The severity and increased frequency of multiple risks and shocks, and their ability to simultaneously impact vulnerable systems, threaten to reverse progress towards meeting the Sustainable Development Goals. The Covid-19 pandemic, insecurity, climate change risks and extreme events, which in many contexts interact simultaneously, have pointed to limitations of the concept of resilience, and the tools that are used to track and measure it – their narrow scope; the complexity of shocks and of systems; the relationship between sustainable development and resilience; and the fact that the methodological approaches and tools used to track resilience are sector-specific and therefore ill-suited for understanding the dynamics of entire systems.

It is critical to begin addressing these shortcomings and gaps, because building and strengthening resilience has come to be seen as critical for shock-proofing achievements made in Africa towards the sustainable development and ensuring steady progress into the future.

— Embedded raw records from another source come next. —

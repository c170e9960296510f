// Common data models for the resolution pipeline

use bytes::Bytes;
use futures::stream::BoxStream;
use serde::{Deserialize, Serialize};
use std::fmt;
use std::io;

use super::errors::DownloadError;
use super::utils::{is_valid_reference, normalize_reference, platform_video_id, sanitize_title};

/// Owned, single-consumer audio byte stream.
pub type ByteSource = BoxStream<'static, io::Result<Bytes>>;

/// Content type used when a resolver does not declare one.
pub const DEFAULT_CONTENT_TYPE: &str = "audio/mpeg";

/// A validated media reference (bare id or URL).
///
/// The only way to obtain one is [`MediaReference::parse`], so resolvers
/// never see unvalidated input.
#[derive(Debug, Clone, PartialEq, Eq)]
pub struct MediaReference {
    raw: String,
    url: String,
}

impl MediaReference {
    pub fn parse(raw: &str) -> Result<Self, DownloadError> {
        let raw = raw.trim();
        if !is_valid_reference(raw) {
            return Err(DownloadError::InvalidReference(raw.to_string()));
        }
        Ok(Self {
            raw: raw.to_string(),
            url: normalize_reference(raw),
        })
    }

    /// Canonical watch URL handed to extractors.
    pub fn url(&self) -> &str {
        &self.url
    }

    /// Platform video id, when the reference follows platform id rules.
    pub fn video_id(&self) -> Option<String> {
        platform_video_id(&self.raw)
    }

    /// Best identifier for naming output: platform id, else the raw reference.
    pub fn display_id(&self) -> String {
        self.video_id().unwrap_or_else(|| self.raw.clone())
    }
}

impl fmt::Display for MediaReference {
    fn fmt(&self, f: &mut fmt::Formatter<'_>) -> fmt::Result {
        write!(f, "{}", self.raw)
    }
}

/// Display information for a reference; only used to name the output.
#[derive(Debug, Clone, Serialize, Deserialize)]
pub struct Metadata {
    pub id: String,
    pub raw_title: String,
    pub sanitized_title: String,
    pub author: Option<String>,
    pub thumbnail: Option<String>,
}

impl Metadata {
    pub fn new(id: impl Into<String>, raw_title: impl Into<String>) -> Self {
        let raw_title = raw_title.into();
        Self {
            id: id.into(),
            sanitized_title: sanitize_title(&raw_title),
            raw_title,
            author: None,
            thumbnail: None,
        }
    }

    /// Suggested download filename stem; falls back to the id when
    /// sanitizing left nothing usable.
    pub fn file_stem(&self) -> &str {
        let trimmed = self.sanitized_title.trim();
        if trimmed.is_empty() {
            &self.id
        } else {
            trimmed
        }
    }
}

/// A stream that passed the commit policy.
pub struct CommittedStream {
    pub source: ByteSource,
    pub content_type: Option<String>,
    pub source_label: &'static str,
}

impl CommittedStream {
    pub fn content_type(&self) -> &str {
        self.content_type
            .as_deref()
            .filter(|ct| !ct.trim().is_empty())
            .unwrap_or(DEFAULT_CONTENT_TYPE)
    }
}

impl fmt::Debug for CommittedStream {
    fn fmt(&self, f: &mut fmt::Formatter<'_>) -> fmt::Result {
        f.debug_struct("CommittedStream")
            .field("content_type", &self.content_type)
            .field("source_label", &self.source_label)
            .finish_non_exhaustive()
    }
}

/// Result of one resolver attempt.
#[derive(Debug)]
pub enum ResolverOutcome {
    Committed(CommittedStream),
    Failed {
        reason: DownloadError,
        source_label: &'static str,
    },
    /// Process started but exited before producing a byte.
    Indeterminate {
        reason: DownloadError,
        source_label: &'static str,
    },
}

impl ResolverOutcome {
    pub fn failed(source_label: &'static str, reason: DownloadError) -> Self {
        Self::Failed {
            reason,
            source_label,
        }
    }

    pub fn is_committed(&self) -> bool {
        matches!(self, Self::Committed(_))
    }

    /// Collapse into commit-or-failure; `Indeterminate` counts as failure.
    pub fn into_result(self) -> Result<CommittedStream, (&'static str, DownloadError)> {
        match self {
            Self::Committed(stream) => Ok(stream),
            Self::Failed {
                reason,
                source_label,
            }
            | Self::Indeterminate {
                reason,
                source_label,
            } => Err((source_label, reason)),
        }
    }
}

/// A third-party relay-service instance.
#[derive(Debug, Clone, PartialEq, Eq, Serialize, Deserialize)]
pub struct RelayEndpoint {
    pub base_url: String,
}

impl RelayEndpoint {
    pub fn new(base_url: impl Into<String>) -> Self {
        Self {
            base_url: base_url.into(),
        }
    }

    /// Built-in instance list, in priority order.
    pub fn defaults() -> Vec<Self> {
        [
            "https://api.cobalt.tools",
            "https://cobalt-api.meowing.de",
            "https://kityune.imput.net",
            "https://blossom.imput.net",
        ]
        .into_iter()
        .map(Self::new)
        .collect()
    }
}

/// Summary returned by the reference lookup endpoint.
#[derive(Debug, Clone, Serialize, Deserialize)]
#[serde(rename_all = "camelCase")]
pub struct ReferenceDetails {
    pub id: String,
    pub title: String,
    pub platform: String,
    pub thumbnail: Option<String>,
    pub download_url: String,
}

impl ReferenceDetails {
    pub fn from_metadata(metadata: &Metadata) -> Self {
        Self {
            id: metadata.id.clone(),
            title: metadata.raw_title.clone(),
            platform: "YouTube".to_string(),
            thumbnail: metadata.thumbnail.clone(),
            download_url: format!("/api/download?id={}", metadata.id),
        }
    }
}

#[cfg(test)]
mod tests {
    use super::*;
    use futures::StreamExt;

    #[test]
    fn test_reference_parse() {
        let r = MediaReference::parse("dQw4w9WgXcQ").unwrap();
        assert_eq!(r.url(), "https://www.youtube.com/watch?v=dQw4w9WgXcQ");
        assert_eq!(r.video_id().as_deref(), Some("dQw4w9WgXcQ"));

        let r = MediaReference::parse("abc123XYZ_").unwrap();
        assert_eq!(r.display_id(), "abc123XYZ_");

        assert!(MediaReference::parse("").is_err());
        assert!(MediaReference::parse("not a reference").is_err());
    }

    #[test]
    fn test_metadata_file_stem() {
        let m = Metadata::new("abc", "Song: Title! (Live)");
        assert_eq!(m.sanitized_title, "Song Title Live");
        assert_eq!(m.file_stem(), "Song Title Live");

        let m = Metadata::new("abc", "!!!");
        assert_eq!(m.file_stem(), "abc");
    }

    #[test]
    fn test_outcome_indeterminate_is_failure() {
        let outcome = ResolverOutcome::Indeterminate {
            reason: DownloadError::NoOutput("exit 0".into()),
            source_label: "subprocess",
        };
        assert!(!outcome.is_committed());
        match outcome.into_result() {
            Err((label, reason)) => {
                assert_eq!(label, "subprocess");
                assert!(matches!(reason, DownloadError::NoOutput(_)));
            }
            Ok(_) => panic!("indeterminate outcome must not commit"),
        }
    }

    #[test]
    fn test_default_content_type() {
        let stream = CommittedStream {
            source: futures::stream::empty().boxed(),
            content_type: None,
            source_label: "library",
        };
        assert_eq!(stream.content_type(), DEFAULT_CONTENT_TYPE);
    }
}
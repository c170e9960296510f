// Stream relay - committed byte source to outbound response
//
// The source is polled only when the transport asks for more, so at most
// one chunk is held in memory at a time. When the client goes away hyper
// drops the body, which drops the source and with it the child process
// or upstream connection.

use axum::body::Body;
use axum::http::{header, HeaderValue, StatusCode};
use axum::response::{IntoResponse, Response};
use futures::stream::{self, StreamExt};
use std::time::Instant;
use tracing::{error, info};

use super::models::{ByteSource, CommittedStream, Metadata, DEFAULT_CONTENT_TYPE};

/// Bookkeeping for one relayed stream; logs an early drop.
struct RelayTracker {
    source_label: &'static str,
    bytes: u64,
    started: Instant,
    finished: bool,
}

impl RelayTracker {
    fn new(source_label: &'static str) -> Self {
        Self {
            source_label,
            bytes: 0,
            started: Instant::now(),
            finished: false,
        }
    }
}

impl Drop for RelayTracker {
    fn drop(&mut self) {
        if !self.finished {
            info!(
                resolver = self.source_label,
                bytes = self.bytes,
                elapsed_ms = self.started.elapsed().as_millis() as u64,
                "client went away, source released"
            );
        }
    }
}

/// `"<stem>.mp3"` from metadata, else from the reference id.
pub fn attachment_filename(metadata: Option<&Metadata>, fallback_id: &str) -> String {
    let stem = metadata
        .map(|m| m.file_stem().split_whitespace().collect::<Vec<_>>().join(" "))
        .filter(|s| !s.is_empty())
        .unwrap_or_else(|| {
            fallback_id
                .chars()
                .filter(|c| c.is_ascii_alphanumeric() || *c == '_' || *c == '-')
                .collect()
        });

    if stem.is_empty() {
        "audio.mp3".to_string()
    } else {
        format!("{}.mp3", stem)
    }
}

fn monitor(source: ByteSource, source_label: &'static str) -> ByteSource {
    let tracker = RelayTracker::new(source_label);
    stream::unfold(Some((source, tracker)), |state| async move {
        let (mut source, mut tracker) = state?;
        match source.next().await {
            Some(Ok(chunk)) => {
                tracker.bytes += chunk.len() as u64;
                Some((Ok(chunk), Some((source, tracker))))
            }
            Some(Err(e)) => {
                tracker.finished = true;
                // headers are gone already; the only signal left is aborting the body
                error!(
                    resolver = tracker.source_label,
                    bytes = tracker.bytes,
                    error = %e,
                    "stream failed after commit, aborting response"
                );
                Some((Err(e), None))
            }
            None => {
                tracker.finished = true;
                info!(
                    resolver = tracker.source_label,
                    bytes = tracker.bytes,
                    elapsed_ms = tracker.started.elapsed().as_millis() as u64,
                    "relay complete"
                );
                None
            }
        }
    })
    .boxed()
}

/// Turn the committed stream into the outbound response.
pub fn relay(committed: CommittedStream, metadata: Option<&Metadata>, fallback_id: &str) -> Response {
    let content_type = HeaderValue::from_str(committed.content_type())
        .unwrap_or_else(|_| HeaderValue::from_static(DEFAULT_CONTENT_TYPE));
    let filename = attachment_filename(metadata, fallback_id);
    let disposition = HeaderValue::from_str(&format!("attachment; filename=\"{}\"", filename))
        .unwrap_or_else(|_| HeaderValue::from_static("attachment; filename=\"audio.mp3\""));

    info!(
        resolver = committed.source_label,
        content_type = ?content_type,
        filename = %filename,
        "relaying committed stream"
    );

    let body = Body::from_stream(monitor(committed.source, committed.source_label));

    Response::builder()
        .status(StatusCode::OK)
        .header(header::CONTENT_TYPE, content_type)
        .header(header::CONTENT_DISPOSITION, disposition)
        .header(header::CACHE_CONTROL, "no-store")
        .body(body)
        .unwrap_or_else(|_| StatusCode::INTERNAL_SERVER_ERROR.into_response())
}
// Extractor binary discovery and execute-permission staging

use serde::{Deserialize, Serialize};
use std::path::{Path, PathBuf};
use std::time::Duration;
use tracing::{debug, info};

use super::errors::DownloadError;
use super::utils::run_output_with_timeout;

#[derive(Debug, Clone, Serialize, Deserialize)]
pub struct ToolInfo {
    pub name: String,
    pub version: Option<String>,
    pub path: Option<String>,
    pub is_available: bool,
}

/// Locates the extractor binary and makes sure it can be executed.
#[derive(Debug, Clone)]
pub struct ToolManager {
    explicit_path: Option<PathBuf>,
    asset_dir: PathBuf,
    scratch_dir: PathBuf,
}

impl ToolManager {
    pub fn new(explicit_path: Option<PathBuf>, scratch_dir: PathBuf) -> Self {
        Self {
            explicit_path,
            asset_dir: PathBuf::from("bin"),
            scratch_dir,
        }
    }

    pub fn with_asset_dir(mut self, dir: impl Into<PathBuf>) -> Self {
        self.asset_dir = dir.into();
        self
    }

    /// Default writable staging directory: user cache dir, else tmp.
    pub fn default_scratch_dir() -> PathBuf {
        dirs::cache_dir()
            .unwrap_or_else(std::env::temp_dir)
            .join("youtube-audio-relay")
    }

    /// Platform-specific name of the bundled asset.
    pub fn binary_name() -> &'static str {
        if cfg!(windows) {
            "yt-dlp.exe"
        } else if cfg!(target_os = "macos") {
            "yt-dlp_macos"
        } else {
            "yt-dlp"
        }
    }

    /// First existing candidate: explicit path, bundled asset, common
    /// install locations, then `PATH`.
    pub fn locate(&self) -> Result<PathBuf, DownloadError> {
        if let Some(path) = &self.explicit_path {
            return if path.is_file() {
                Ok(path.clone())
            } else {
                Err(DownloadError::ToolNotFound(format!(
                    "configured extractor {} does not exist",
                    path.display()
                )))
            };
        }

        let mut candidates = vec![
            self.asset_dir.join(Self::binary_name()),
            PathBuf::from("/opt/homebrew/bin/yt-dlp"), // Homebrew on Apple Silicon
            PathBuf::from("/usr/local/bin/yt-dlp"),
            PathBuf::from("/usr/bin/yt-dlp"),
        ];
        if let Some(path_var) = std::env::var_os("PATH") {
            candidates.extend(std::env::split_paths(&path_var).map(|dir| dir.join("yt-dlp")));
        }

        candidates
            .into_iter()
            .find(|p| p.is_file())
            .ok_or_else(|| DownloadError::ToolNotFound("yt-dlp binary not found".to_string()))
    }

    /// Locate and make executable. Cheap and idempotent; safe to call per request.
    pub fn prepare(&self) -> Result<PathBuf, DownloadError> {
        let path = self.locate()?;
        ensure_executable(&path, &self.scratch_dir)
    }

    /// `prepare` on the blocking pool, for callers on the async runtime.
    pub async fn prepare_blocking(&self) -> Result<PathBuf, DownloadError> {
        let tools = self.clone();
        tokio::task::spawn_blocking(move || tools.prepare())
            .await
            .map_err(|e| DownloadError::ExecutionError(format!("extractor preparation aborted: {}", e)))?
    }

    /// Probe the binary version (bounded) for startup logging.
    pub async fn get_tool_info(&self) -> ToolInfo {
        let name = "yt-dlp".to_string();
        let path = match self.prepare_blocking().await {
            Ok(path) => path,
            Err(e) => {
                debug!(error = %e, "extractor binary unavailable");
                return ToolInfo {
                    name,
                    version: None,
                    path: None,
                    is_available: false,
                };
            }
        };

        let program = path.to_string_lossy().to_string();
        let version = match run_output_with_timeout(
            &program,
            vec!["--version".to_string()],
            Duration::from_secs(10),
        )
        .await
        {
            Ok(out) if out.status.success() => {
                Some(String::from_utf8_lossy(&out.stdout).trim().to_string())
            }
            _ => None,
        };

        ToolInfo {
            name,
            is_available: version.is_some(),
            version,
            path: Some(program),
        }
    }
}

/// Return a path to an executable copy of `path`.
///
/// Tries to set the execute bit in place; when that is refused (read-only
/// filesystem) falls back to [`stage_copy`].
#[cfg(unix)]
pub fn ensure_executable(path: &Path, scratch_dir: &Path) -> Result<PathBuf, DownloadError> {
    use std::os::unix::fs::PermissionsExt;

    let meta = std::fs::metadata(path)
        .map_err(|e| DownloadError::ToolNotFound(format!("{}: {}", path.display(), e)))?;
    if meta.permissions().mode() & 0o111 != 0 {
        return Ok(path.to_path_buf());
    }

    let mut perms = meta.permissions();
    perms.set_mode(0o755);
    if std::fs::set_permissions(path, perms).is_ok() {
        debug!(path = %path.display(), "marked extractor executable in place");
        return Ok(path.to_path_buf());
    }

    stage_copy(path, scratch_dir)
}

/// Copy `path` into `scratch_dir` as an executable, unless an executable
/// copy is already there.
///
/// The copy goes through a unique temporary file and an atomic rename, so
/// concurrent first use by several requests is harmless.
#[cfg(unix)]
pub fn stage_copy(path: &Path, scratch_dir: &Path) -> Result<PathBuf, DownloadError> {
    use std::os::unix::fs::PermissionsExt;
    use std::sync::atomic::{AtomicU64, Ordering};

    static STAGING_SEQ: AtomicU64 = AtomicU64::new(0);

    let file_name = path
        .file_name()
        .ok_or_else(|| DownloadError::ToolNotFound(format!("{} has no file name", path.display())))?;
    let target = scratch_dir.join(file_name);

    if let Ok(existing) = std::fs::metadata(&target) {
        if existing.permissions().mode() & 0o111 != 0 {
            return Ok(target);
        }
    }

    let staging_err =
        |e: std::io::Error| DownloadError::ExecutionError(format!("Failed to stage extractor: {}", e));

    std::fs::create_dir_all(scratch_dir).map_err(staging_err)?;
    let tmp = scratch_dir.join(format!(
        ".{}.{}.{}",
        file_name.to_string_lossy(),
        std::process::id(),
        STAGING_SEQ.fetch_add(1, Ordering::Relaxed)
    ));
    std::fs::copy(path, &tmp).map_err(staging_err)?;
    std::fs::set_permissions(&tmp, std::fs::Permissions::from_mode(0o755)).map_err(staging_err)?;
    if let Err(e) = std::fs::rename(&tmp, &target) {
        let _ = std::fs::remove_file(&tmp);
        return Err(staging_err(e));
    }

    info!(from = %path.display(), to = %target.display(), "staged extractor binary");
    Ok(target)
}

#[cfg(not(unix))]
pub fn ensure_executable(path: &Path, _scratch_dir: &Path) -> Result<PathBuf, DownloadError> {
    Ok(path.to_path_buf())
}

Project Objectives, Approach and Methods


UNRISD is partnering with the UNDP Resilience Hub for Africa on this project, which will contribute to the delivery of its Resilience Offer for Africa. The Hub is designed to provide thought leadership on resilience building in Africa. This encompasses conceptual thinking on what resilience means within the African context, while considering the diverse political, social and economic landscapes that African countries present. It also includes the operationalization and the modelling of practical applications of resilience building in Africa to support risk-informed development.

Phase I (Nov 2021-Apr 2022) will deliver a mapping and conceptual state of the art paper on resilience in Africa, defining relevant dimensions of resilience and outlining how resilience manifests itself in Africa (based on desk research and initial consultations at the country and regional levels). A high-level dialogue with AU Member States will be held to inform and validate the conceptualization and inform Phase II of the project.

Phase II (Apr 2022-Feb 2023) will deliver a full-fledged concept of resilience in Africa, including a resilience profile that looks at key dimensions of resilience, and an overview of data and tools available to measure and track resilience. The work will build on Phase I and select case studies to conduct more in-depth country and community consultations. The analysis will inform the drafting of the Africa Human Development Report on Resilience (2023).

Project Beneficiaries


The overall aim is to support African Union Member states, UNDP Country Offices, development partners, and communities to define the system-based resilience concept, track achievements and gaps in the basic dimensions of resilience across Africa, and co-create knowledge that will contribute to the development of relevant policies and programmes. The outputs of the research will also be useful for CSOs and NGOs working on resilient development. The country- and community-level consultations, and review of existing data sources and gaps, will deliver valuable evidence and case studies that can inform future research and be used by researchers. Through the high-level dialogues and through engagement with research partners from different countries in sub-Saharan Africa, the project will foster knowledge exchange, promote interdisciplinary learning and generate capacity-building impacts.

Funding and Acknowledgements


The project is funded by the United Nations Development Programme (UNDP) and carried out in partnership with the UNDP Resilience Hub for Africa.